Stored items
==*==
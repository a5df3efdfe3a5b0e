use std::{env, fmt, net::SocketAddr, str::FromStr, time::Duration};

use thiserror::Error;

pub const DEFAULT_MAX_CONNECTIONS: usize = 1024;
pub const DEFAULT_MAX_REQUEST_BYTES: usize = 1024 * 1024;
pub const DEFAULT_READ_TIMEOUT: Duration = Duration::from_secs(30);

/// Front-end that carries the JSON-RPC payload.
#[derive(Debug, Clone, Copy, PartialEq, Eq)]
pub enum Transport {
    /// One newline-terminated request and response per TCP connection.
    Tcp,
    /// The same payload wrapped in an HTTP `POST /rpc`.
    Http,
}

impl FromStr for Transport {
    type Err = ConfigError;

    fn from_str(value: &str) -> Result<Self, Self::Err> {
        match value.trim().to_ascii_lowercase().as_str() {
            "tcp" => Ok(Self::Tcp),
            "http" => Ok(Self::Http),
            _ => Err(ConfigError::InvalidTransport),
        }
    }
}

impl fmt::Display for Transport {
    fn fmt(&self, f: &mut fmt::Formatter<'_>) -> fmt::Result {
        match self {
            Self::Tcp => f.write_str("tcp"),
            Self::Http => f.write_str("http"),
        }
    }
}

#[derive(Debug, Clone, Copy, PartialEq, Eq)]
pub struct Limits {
    pub max_connections: usize,
    pub max_request_bytes: usize,
    /// `None` waits for the request line indefinitely.
    pub read_timeout: Option<Duration>,
}

impl Default for Limits {
    fn default() -> Self {
        Self {
            max_connections: DEFAULT_MAX_CONNECTIONS,
            max_request_bytes: DEFAULT_MAX_REQUEST_BYTES,
            read_timeout: Some(DEFAULT_READ_TIMEOUT),
        }
    }
}

#[derive(Debug, Clone)]
pub struct Config {
    pub node_id: String,
    pub bind_addr: String,
    pub bind_port: u16,
    pub transport: Transport,
    pub limits: Limits,
}

#[derive(Debug, Error)]
pub enum ConfigError {
    #[error("NODE_ID must not be empty")]
    EmptyNodeId,
    #[error("BIND_PORT must be a valid u16")]
    InvalidPort,
    #[error("RPC_TRANSPORT must be either `tcp` or `http`")]
    InvalidTransport,
    #[error("RPC_MAX_CONNECTIONS must be a positive integer")]
    InvalidMaxConnections,
    #[error("RPC_MAX_REQUEST_BYTES must be a positive integer")]
    InvalidMaxRequestBytes,
    #[error("RPC_READ_TIMEOUT_SECS must be a non-negative integer")]
    InvalidReadTimeout,
    #[error("invalid bind address or port")]
    InvalidSocket,
}

impl Default for Config {
    fn default() -> Self {
        Self {
            node_id: "rpc-node".to_string(),
            bind_addr: "127.0.0.1".to_string(),
            bind_port: 8080,
            transport: Transport::Tcp,
            limits: Limits::default(),
        }
    }
}

impl Config {
    pub fn from_env() -> Result<Self, ConfigError> {
        Self::from_lookup(|key| env::var(key).ok())
    }

    pub fn from_lookup<F>(lookup: F) -> Result<Self, ConfigError>
    where
        F: Fn(&str) -> Option<String>,
    {
        let defaults = Self::default();
        let read = |key: &str| {
            lookup(key)
                .map(|value| value.trim().to_string())
                .filter(|value| !value.is_empty())
        };

        let node_id = match lookup("NODE_ID") {
            Some(value) if value.trim().is_empty() => return Err(ConfigError::EmptyNodeId),
            Some(value) => value.trim().to_string(),
            None => defaults.node_id,
        };
        let bind_addr = read("BIND_ADDR").unwrap_or(defaults.bind_addr);
        let bind_port = read("BIND_PORT")
            .map(|value| value.parse::<u16>().map_err(|_| ConfigError::InvalidPort))
            .transpose()?
            .unwrap_or(defaults.bind_port);
        let transport = read("RPC_TRANSPORT")
            .map(|value| value.parse::<Transport>())
            .transpose()?
            .unwrap_or(defaults.transport);
        let max_connections = read("RPC_MAX_CONNECTIONS")
            .map(|value| parse_positive(&value).ok_or(ConfigError::InvalidMaxConnections))
            .transpose()?
            .unwrap_or(defaults.limits.max_connections);
        let max_request_bytes = read("RPC_MAX_REQUEST_BYTES")
            .map(|value| parse_positive(&value).ok_or(ConfigError::InvalidMaxRequestBytes))
            .transpose()?
            .unwrap_or(defaults.limits.max_request_bytes);
        let read_timeout = match read("RPC_READ_TIMEOUT_SECS") {
            None => defaults.limits.read_timeout,
            Some(value) => match value.parse::<u64>() {
                Ok(0) => None,
                Ok(secs) => Some(Duration::from_secs(secs)),
                Err(_) => return Err(ConfigError::InvalidReadTimeout),
            },
        };

        let config = Self {
            node_id,
            bind_addr,
            bind_port,
            transport,
            limits: Limits {
                max_connections,
                max_request_bytes,
                read_timeout,
            },
        };

        let _ = config.bind_socket()?;
        Ok(config)
    }

    pub fn bind_socket(&self) -> Result<SocketAddr, ConfigError> {
        format!("{}:{}", self.bind_addr, self.bind_port)
            .parse::<SocketAddr>()
            .map_err(|_| ConfigError::InvalidSocket)
    }
}

fn parse_positive(value: &str) -> Option<usize> {
    value.parse::<usize>().ok().filter(|parsed| *parsed > 0)
}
==*==
→ **EXERCISE DIRECTIONS**:
Scan the records above. Return every line with "InvalidMaxConnections" in it.

→ **TASK OUTPUT**:
    InvalidMaxConnections,
            .map(|value| parse_positive(&value).ok_or(ConfigError::InvalidMaxConnections))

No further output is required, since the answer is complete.